Exercise directions: The data below calls for an exact copy.

Extracted data entries:
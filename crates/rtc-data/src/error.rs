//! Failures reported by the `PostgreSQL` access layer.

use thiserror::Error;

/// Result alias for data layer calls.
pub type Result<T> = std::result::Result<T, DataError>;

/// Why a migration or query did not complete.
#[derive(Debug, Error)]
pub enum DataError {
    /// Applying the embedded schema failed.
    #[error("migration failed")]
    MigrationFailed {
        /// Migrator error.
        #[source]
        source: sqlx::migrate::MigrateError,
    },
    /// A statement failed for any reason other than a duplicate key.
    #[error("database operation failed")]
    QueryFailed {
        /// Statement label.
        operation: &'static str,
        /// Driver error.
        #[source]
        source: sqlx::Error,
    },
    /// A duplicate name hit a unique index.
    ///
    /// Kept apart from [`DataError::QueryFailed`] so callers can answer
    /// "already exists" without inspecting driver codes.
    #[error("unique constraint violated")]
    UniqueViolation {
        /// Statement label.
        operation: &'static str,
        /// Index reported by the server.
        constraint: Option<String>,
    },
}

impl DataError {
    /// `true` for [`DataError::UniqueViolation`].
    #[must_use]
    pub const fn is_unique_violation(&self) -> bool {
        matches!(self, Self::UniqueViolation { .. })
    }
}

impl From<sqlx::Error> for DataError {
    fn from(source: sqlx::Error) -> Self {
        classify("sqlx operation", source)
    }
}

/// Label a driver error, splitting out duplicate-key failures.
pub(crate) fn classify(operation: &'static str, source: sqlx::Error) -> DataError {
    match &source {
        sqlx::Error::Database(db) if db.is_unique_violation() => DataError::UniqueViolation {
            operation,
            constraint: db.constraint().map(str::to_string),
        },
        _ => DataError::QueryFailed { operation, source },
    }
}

The completed task:
filename crates/rtc-data/src/error.rs
//! Failures reported by the `PostgreSQL` access layer.

use thiserror::Error;

/// Result alias for data layer calls.
pub type Result<T> = std::result::Result<T, DataError>;

/// Why a migration or query did not complete.
#[derive(Debug, Error)]
pub enum DataError {
    /// Applying the embedded schema failed.
    #[error("migration failed")]
    MigrationFailed {
        /// Migrator error.
        #[source]
        source: sqlx::migrate::MigrateError,
    },
    /// A statement failed for any reason other than a duplicate key.
    #[error("database operation failed")]
    QueryFailed {
        /// Statement label.
        operation: &'static str,
        /// Driver error.
        #[source]
        source: sqlx::Error,
    },
    /// A duplicate name hit a unique index.
    ///
    /// Kept apart from [`DataError::QueryFailed`] so callers can answer
    /// "already exists" without inspecting driver codes.
    #[error("unique constraint violated")]
    UniqueViolation {
        /// Statement label.
        operation: &'static str,
        /// Index reported by the server.
        constraint: Option<String>,
    },
}

impl DataError {
    /// `true` for [`DataError::UniqueViolation`].
    #[must_use]
    pub const fn is_unique_violation(&self) -> bool {
        matches!(self, Self::UniqueViolation { .. })
    }
}

impl From<sqlx::Error> for DataError {
    fn from(source: sqlx::Error) -> Self {
        classify("sqlx operation", source)
    }
}

/// Label a driver error, splitting out duplicate-key failures.
pub(crate) fn classify(operation: &'static str, source: sqlx::Error) -> DataError {
    match &source {
        sqlx::Error::Database(db) if db.is_unique_violation() => DataError::UniqueViolation {
            operation,
            constraint: db.constraint().map(str::to_string),
        },
        _ => DataError::QueryFailed { operation, source },
    }
}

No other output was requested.